▸ Problem statement:
Tally the lines below that contain "MappingNode". The number is the whole answer.
____________________
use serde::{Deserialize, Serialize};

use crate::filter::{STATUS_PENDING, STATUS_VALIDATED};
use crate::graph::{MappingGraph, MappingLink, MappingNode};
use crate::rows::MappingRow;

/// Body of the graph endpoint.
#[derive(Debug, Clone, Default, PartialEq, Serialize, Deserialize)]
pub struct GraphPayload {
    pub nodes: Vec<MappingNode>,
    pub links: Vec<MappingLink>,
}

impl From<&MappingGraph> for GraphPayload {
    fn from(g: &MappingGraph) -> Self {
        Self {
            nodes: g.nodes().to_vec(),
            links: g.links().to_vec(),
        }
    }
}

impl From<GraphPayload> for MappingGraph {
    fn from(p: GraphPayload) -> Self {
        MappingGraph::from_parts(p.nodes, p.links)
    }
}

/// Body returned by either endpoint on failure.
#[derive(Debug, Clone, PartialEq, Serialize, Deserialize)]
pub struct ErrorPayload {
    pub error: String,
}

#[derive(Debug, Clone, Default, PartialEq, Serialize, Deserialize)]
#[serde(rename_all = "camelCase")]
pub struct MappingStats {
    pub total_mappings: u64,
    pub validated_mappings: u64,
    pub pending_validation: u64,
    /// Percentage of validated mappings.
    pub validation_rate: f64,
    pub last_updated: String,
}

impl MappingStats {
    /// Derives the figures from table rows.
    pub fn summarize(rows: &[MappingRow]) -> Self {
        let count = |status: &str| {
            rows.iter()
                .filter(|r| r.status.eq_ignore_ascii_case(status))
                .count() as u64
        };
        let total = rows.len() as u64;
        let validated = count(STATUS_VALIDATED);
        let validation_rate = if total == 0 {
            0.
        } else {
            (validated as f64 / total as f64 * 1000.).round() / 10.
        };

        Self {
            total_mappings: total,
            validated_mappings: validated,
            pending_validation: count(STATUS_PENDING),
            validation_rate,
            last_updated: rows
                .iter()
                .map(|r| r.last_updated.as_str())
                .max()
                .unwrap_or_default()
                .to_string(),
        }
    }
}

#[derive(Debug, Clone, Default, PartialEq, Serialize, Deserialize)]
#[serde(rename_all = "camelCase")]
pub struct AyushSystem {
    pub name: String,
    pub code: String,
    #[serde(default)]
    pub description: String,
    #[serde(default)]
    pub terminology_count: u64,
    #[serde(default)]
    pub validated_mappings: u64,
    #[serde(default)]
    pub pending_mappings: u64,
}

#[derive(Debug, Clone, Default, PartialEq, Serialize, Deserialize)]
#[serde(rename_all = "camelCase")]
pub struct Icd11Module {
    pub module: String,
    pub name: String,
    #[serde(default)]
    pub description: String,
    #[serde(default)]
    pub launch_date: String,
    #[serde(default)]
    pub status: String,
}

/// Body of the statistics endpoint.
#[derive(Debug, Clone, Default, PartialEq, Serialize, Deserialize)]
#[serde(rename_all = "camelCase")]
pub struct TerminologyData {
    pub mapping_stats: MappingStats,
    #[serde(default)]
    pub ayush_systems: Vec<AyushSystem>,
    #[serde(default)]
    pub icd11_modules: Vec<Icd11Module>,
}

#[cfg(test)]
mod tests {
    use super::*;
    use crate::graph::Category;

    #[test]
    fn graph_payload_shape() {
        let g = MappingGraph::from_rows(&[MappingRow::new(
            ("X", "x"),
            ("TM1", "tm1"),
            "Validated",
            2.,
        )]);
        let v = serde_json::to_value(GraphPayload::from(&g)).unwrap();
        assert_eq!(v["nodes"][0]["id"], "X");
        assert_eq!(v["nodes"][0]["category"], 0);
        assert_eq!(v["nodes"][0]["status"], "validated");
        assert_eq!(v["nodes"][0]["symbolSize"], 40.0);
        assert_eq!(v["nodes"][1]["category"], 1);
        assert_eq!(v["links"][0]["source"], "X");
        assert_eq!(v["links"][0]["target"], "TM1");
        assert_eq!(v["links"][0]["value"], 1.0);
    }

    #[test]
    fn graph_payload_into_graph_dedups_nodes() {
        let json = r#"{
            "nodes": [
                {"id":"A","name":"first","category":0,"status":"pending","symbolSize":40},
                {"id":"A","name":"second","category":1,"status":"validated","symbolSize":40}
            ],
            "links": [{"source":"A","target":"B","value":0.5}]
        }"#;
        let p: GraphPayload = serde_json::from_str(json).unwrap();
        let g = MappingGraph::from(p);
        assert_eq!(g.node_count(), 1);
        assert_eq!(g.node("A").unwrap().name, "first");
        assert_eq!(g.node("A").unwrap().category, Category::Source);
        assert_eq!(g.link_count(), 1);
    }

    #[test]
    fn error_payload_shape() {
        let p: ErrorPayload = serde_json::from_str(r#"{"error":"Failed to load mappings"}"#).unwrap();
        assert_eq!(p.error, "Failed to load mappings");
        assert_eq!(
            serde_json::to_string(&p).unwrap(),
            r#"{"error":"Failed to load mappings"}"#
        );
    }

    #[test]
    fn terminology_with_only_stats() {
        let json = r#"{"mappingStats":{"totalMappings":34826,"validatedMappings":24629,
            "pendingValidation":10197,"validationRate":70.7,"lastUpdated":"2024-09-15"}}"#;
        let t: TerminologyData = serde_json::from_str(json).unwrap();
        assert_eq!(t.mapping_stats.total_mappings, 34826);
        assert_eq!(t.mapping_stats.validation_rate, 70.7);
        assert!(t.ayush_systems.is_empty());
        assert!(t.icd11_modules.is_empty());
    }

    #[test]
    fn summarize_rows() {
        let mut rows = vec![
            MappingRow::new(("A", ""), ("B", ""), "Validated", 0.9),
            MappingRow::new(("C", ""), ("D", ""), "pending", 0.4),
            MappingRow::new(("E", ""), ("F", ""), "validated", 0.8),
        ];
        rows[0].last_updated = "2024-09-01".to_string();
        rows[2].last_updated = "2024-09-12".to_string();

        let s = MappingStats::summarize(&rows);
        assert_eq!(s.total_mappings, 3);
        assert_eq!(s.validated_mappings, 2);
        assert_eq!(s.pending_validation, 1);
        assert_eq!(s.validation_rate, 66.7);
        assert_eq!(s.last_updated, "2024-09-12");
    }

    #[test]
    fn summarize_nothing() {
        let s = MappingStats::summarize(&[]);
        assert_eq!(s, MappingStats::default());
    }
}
____________________
▸ Result for this exercise:
2